PF-04991532 ((S)-6-(3-Cyclopentyl-2-(4-(trifluoromethyl)-1H-imidazol-1-yl) propanamido) nicotinic acid) is a glucokinase activator designed to achieve hepato-selectivity via organic anion-transporting polypeptides (OATP)s, so as to minimize systemic hypoglycemic effects. This study investigated the effect of OATP1B1/1B3 inhibition and renal impairment on PF-04991532 oral pharmacokinetics. Cyclosporine (600mg single dose) increased mean area under the plasma curve (AUC) of PF-04991532 by approximately threefold in healthy subjects. In a renal impairment study, PF-04991532 AUC values were ~2.3-fold greater in subjects with mild, moderate, and severe kidney dysfunction, compared with healthy subjects.

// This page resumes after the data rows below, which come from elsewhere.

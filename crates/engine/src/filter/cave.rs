//! Hides caves nobody has visited.
//!
//! Torches, beds, rails and redstone wire only exist where a player has been.
//! Each of those blocks seeds a distance field that is diffused across the
//! chunk and its four cardinal neighbors; underground voxels the field does
//! not reach strongly enough are filled with stone.

use super::surface::{SmoothedSurfaceHeights, SurfaceHeightEstimator};
use super::{BlockFilter, FilterError, Neighbors};
use crate::world::block::{ids, is_non_natural};
use crate::world::chunk::{CHUNK_DEPTH, CHUNK_HEIGHT, CHUNK_WIDTH, RawChunk, VoxelMask};
use crate::world::position::Direction;

/// Value written at every non-natural block before diffusion.
pub const SEED_VALUE: u8 = 16;
/// Diffusion rounds per chunk.
pub const DIFFUSION_ROUNDS: usize = 8;
/// Voxels whose diffused value is below this are considered unexplored.
pub const EXPLORED_THRESHOLD: u8 = 10;

const GRID_X: usize = CHUNK_WIDTH * 3;
const GRID_Y: usize = CHUNK_HEIGHT;
const GRID_Z: usize = CHUNK_DEPTH * 3;

/// Distance field over a 3x3 chunk neighborhood (full height).
///
/// The center chunk sits at offset `(CHUNK_WIDTH, CHUNK_DEPTH)`. Diagonal
/// neighbors are never filled and stay zero.
#[derive(Clone)]
pub struct DistanceGrid {
    cells: Vec<u8>,
    /// Next round's values while diffusing.
    scratch: Vec<u8>,
}

impl DistanceGrid {
    pub fn new() -> Self {
        Self {
            cells: vec![0; GRID_X * GRID_Y * GRID_Z],
            scratch: vec![0; GRID_X * GRID_Y * GRID_Z],
        }
    }

    /// Where a neighbor chunk sits in the grid.
    const fn offset_of(dir: Direction) -> (usize, usize) {
        match dir {
            Direction::North => (0, CHUNK_DEPTH),
            Direction::South => (CHUNK_WIDTH * 2, CHUNK_DEPTH),
            Direction::East => (CHUNK_WIDTH, 0),
            Direction::West => (CHUNK_WIDTH, CHUNK_DEPTH * 2),
        }
    }

    #[inline]
    const fn index(x: usize, y: usize, z: usize) -> usize {
        (y * GRID_Z + z) * GRID_X + x
    }

    #[inline]
    pub fn get(&self, x: usize, y: usize, z: usize) -> u8 {
        self.cells[Self::index(x, y, z)]
    }

    #[inline]
    pub fn set(&mut self, x: usize, y: usize, z: usize, value: u8) {
        self.cells[Self::index(x, y, z)] = value;
    }

    /// Seed the chunk-sized block at `(x_offset, z_offset)` from a mask.
    pub fn seed(&mut self, mask: &VoxelMask, x_offset: usize, z_offset: usize) {
        for y in 0..CHUNK_HEIGHT {
            for z in 0..CHUNK_DEPTH {
                for x in 0..CHUNK_WIDTH {
                    let value = if mask.get(x, y, z) { SEED_VALUE } else { 0 };
                    self.set(x + x_offset, y, z + z_offset, value);
                }
            }
        }
    }

    /// One diffusion round over the interior cells.
    ///
    /// Every cell reads its six neighbors as they were at the start of the
    /// round, so a value travels exactly one cell per round. The outer faces,
    /// including the top and bottom layers, are never written.
    pub fn diffuse(&mut self) {
        let prev = &self.cells;
        let next = &mut self.scratch;
        next.copy_from_slice(prev);
        let at = |x: usize, y: usize, z: usize| prev[Self::index(x, y, z)];

        for y in 1..GRID_Y - 1 {
            for z in 1..GRID_Z - 1 {
                for x in 1..GRID_X - 1 {
                    let adjacent = at(x - 1, y, z)
                        .max(at(x + 1, y, z))
                        .max(at(x, y, z - 1))
                        .max(at(x, y, z + 1))
                        .max(at(x, y + 1, z))
                        .max(at(x, y - 1, z))
                        .saturating_sub(1);

                    let i = Self::index(x, y, z);
                    if adjacent > next[i] {
                        next[i] = adjacent;
                    }
                }
            }
        }
        std::mem::swap(&mut self.cells, &mut self.scratch);
    }
}

impl Default for DistanceGrid {
    fn default() -> Self {
        Self::new()
    }
}

/// See the module docs.
pub struct ExploredCaveFilter<S = SmoothedSurfaceHeights> {
    surface: S,
}

impl ExploredCaveFilter {
    pub fn new() -> Self {
        Self {
            surface: SmoothedSurfaceHeights,
        }
    }
}

impl Default for ExploredCaveFilter {
    fn default() -> Self {
        Self::new()
    }
}

impl<S: SurfaceHeightEstimator> ExploredCaveFilter<S> {
    pub fn with_estimator(surface: S) -> Self {
        Self { surface }
    }

    fn mask_of(chunk: &RawChunk) -> Result<&VoxelMask, FilterError> {
        chunk
            .non_natural_mask()
            .ok_or(FilterError::MissingNonNaturalMask {
                chunk: chunk.coord(),
            })
    }
}

impl<S: SurfaceHeightEstimator> BlockFilter for ExploredCaveFilter<S> {
    fn filter(&self, chunk: &mut RawChunk) -> Result<(), FilterError> {
        let mut mask = VoxelMask::new();
        for y in 0..CHUNK_HEIGHT {
            for z in 0..CHUNK_DEPTH {
                for x in 0..CHUNK_WIDTH {
                    if is_non_natural(chunk.block(x, y, z)) {
                        mask.set(x, y, z, true);
                    }
                }
            }
        }
        chunk.set_non_natural_mask(mask);
        Ok(())
    }

    fn pre_geometry_filter(
        &self,
        center: &mut RawChunk,
        neighbors: Neighbors<'_>,
    ) -> Result<(), FilterError> {
        let mut grid = DistanceGrid::new();
        grid.seed(Self::mask_of(center)?, CHUNK_WIDTH, CHUNK_DEPTH);

        for dir in Direction::ALL {
            if let Some(chunk) = neighbors.get(dir) {
                let (x_offset, z_offset) = DistanceGrid::offset_of(dir);
                grid.seed(Self::mask_of(chunk)?, x_offset, z_offset);
            }
        }

        for _ in 0..DIFFUSION_ROUNDS {
            grid.diffuse();
        }

        let heights = self.surface.surface_heights(center);

        let mut filled = 0usize;
        for x in 0..CHUNK_WIDTH {
            for z in 0..CHUNK_DEPTH {
                let surface = heights[x][z];
                for y in 0..=surface.min(CHUNK_HEIGHT - 1) {
                    let dist = grid.get(x + CHUNK_WIDTH, y, z + CHUNK_DEPTH);
                    if dist < EXPLORED_THRESHOLD && center.block(x, y, z) != ids::STONE {
                        center.set_block(x, y, z, ids::STONE);
                        filled += 1;
                    }
                }
            }
        }

        let coord = center.coord();
        tracing::trace!("Cave filter on ({}, {}): {} voxels filled", coord.x, coord.z, filled);
        Ok(())
    }
}

#[cfg(test)]
mod tests {
    use super::*;
    use crate::world::block::BlockId;
    use crate::world::position::ChunkCoord;

    #[test]
    fn diffusion_is_bounded_by_round_count() {
        let mut grid = DistanceGrid::new();
        grid.set(24, 128, 24, SEED_VALUE);
        for _ in 0..DIFFUSION_ROUNDS {
            grid.diffuse();
        }

        assert_eq!(grid.get(24, 128, 24), 16);
        assert_eq!(grid.get(29, 128, 24), 11);
        assert_eq!(grid.get(24, 128, 19), 11);
        assert_eq!(grid.get(26, 131, 24), 11); // 2 along x, 3 along y
        assert_eq!(grid.get(32, 128, 24), 8);
        assert_eq!(grid.get(33, 128, 24), 0);
        assert_eq!(grid.get(24, 137, 24), 0);
    }

    #[test]
    fn diffusion_skips_top_and_bottom_layers() {
        let mut grid = DistanceGrid::new();
        grid.set(24, 1, 24, SEED_VALUE);
        grid.set(24, GRID_Y - 2, 24, SEED_VALUE);
        grid.diffuse();
        assert_eq!(grid.get(24, 0, 24), 0);
        assert_eq!(grid.get(24, GRID_Y - 1, 24), 0);
        assert_eq!(grid.get(24, 2, 24), 15);
    }

    #[test]
    fn values_persist_across_buffer_swaps() {
        let mut grid = DistanceGrid::new();
        // Face cells are never written but still feed the interior.
        grid.set(0, 128, 24, SEED_VALUE);
        grid.diffuse();
        grid.diffuse();
        assert_eq!(grid.get(0, 128, 24), 16);
        assert_eq!(grid.get(1, 128, 24), 15);
        assert_eq!(grid.get(2, 128, 24), 14);

        grid.set(40, 100, 40, SEED_VALUE);
        grid.diffuse();
        assert_eq!(grid.get(40, 100, 40), 16);
        assert_eq!(grid.get(41, 100, 40), 15);
        assert_eq!(grid.get(0, 128, 24), 16);
        assert_eq!(grid.get(3, 128, 24), 13);
        assert_eq!(grid.get(1, 128, 24), 15);
    }

    #[test]
    fn single_chunk_pass_marks_player_blocks() {
        let mut chunk = RawChunk::new(ChunkCoord::new(0, 0));
        chunk.set_block(1, 2, 3, ids::TORCH);
        chunk.set_block(4, 5, 6, ids::REDSTONE_WIRE);
        chunk.set_block(7, 8, 9, ids::STONE);

        ExploredCaveFilter::new().filter(&mut chunk).unwrap();

        let mask = chunk.non_natural_mask().unwrap();
        assert!(mask.get(1, 2, 3));
        assert!(mask.get(4, 5, 6));
        assert!(!mask.get(7, 8, 9));
        assert_eq!(mask.count_set(), 2);
    }

    #[test]
    fn cross_chunk_pass_needs_the_center_mask() {
        let mut chunk = RawChunk::new(ChunkCoord::new(3, -2));
        let err = ExploredCaveFilter::new()
            .pre_geometry_filter(&mut chunk, Neighbors::none())
            .unwrap_err();
        assert!(matches!(
            err,
            FilterError::MissingNonNaturalMask { chunk } if chunk == ChunkCoord::new(3, -2)
        ));
    }

    #[test]
    fn cross_chunk_pass_needs_neighbor_masks() {
        let filter = ExploredCaveFilter::new();
        let mut center = RawChunk::new(ChunkCoord::new(0, 0));
        filter.filter(&mut center).unwrap();
        let south = RawChunk::new(ChunkCoord::new(1, 0));

        let err = filter
            .pre_geometry_filter(
                &mut center,
                Neighbors {
                    south: Some(&south),
                    ..Neighbors::none()
                },
            )
            .unwrap_err();
        assert!(matches!(
            err,
            FilterError::MissingNonNaturalMask { chunk } if chunk == ChunkCoord::new(1, 0)
        ));
    }

    #[test]
    fn above_surface_voxels_are_left_alone() {
        // Air chunk: surface estimate is 0, so only y=0 may be filled.
        let filter = ExploredCaveFilter::new();
        let mut chunk = RawChunk::new(ChunkCoord::new(0, 0));
        filter.filter(&mut chunk).unwrap();
        filter
            .pre_geometry_filter(&mut chunk, Neighbors::none())
            .unwrap();
        assert_eq!(chunk.block(5, 0, 5), ids::STONE);
        assert_eq!(chunk.block(5, 1, 5), BlockId::AIR);
        assert_eq!(chunk.block(5, 200, 5), BlockId::AIR);
    }
}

Physiologically-based pharmacokinetic (PBPK) model parameterizing hepatic and renal transporter-mediated disposition based on in vitro inputs, and verified using first-in-human data, indicated the key role of OATP-mediated hepatic uptake in the systematic and target-tissue exposure of PF-04991532. Mechanistic evaluation of the clinical data suggest reduced hepatic OATPs (~35%) and renal organic anion transporter (OAT)3 (80-90%) function with renal impairment. This study illustrates the adequacy and utility of the PBPK approach in assessing the impact of drug interactions and kidney dysfunction on transporter-mediated disposition.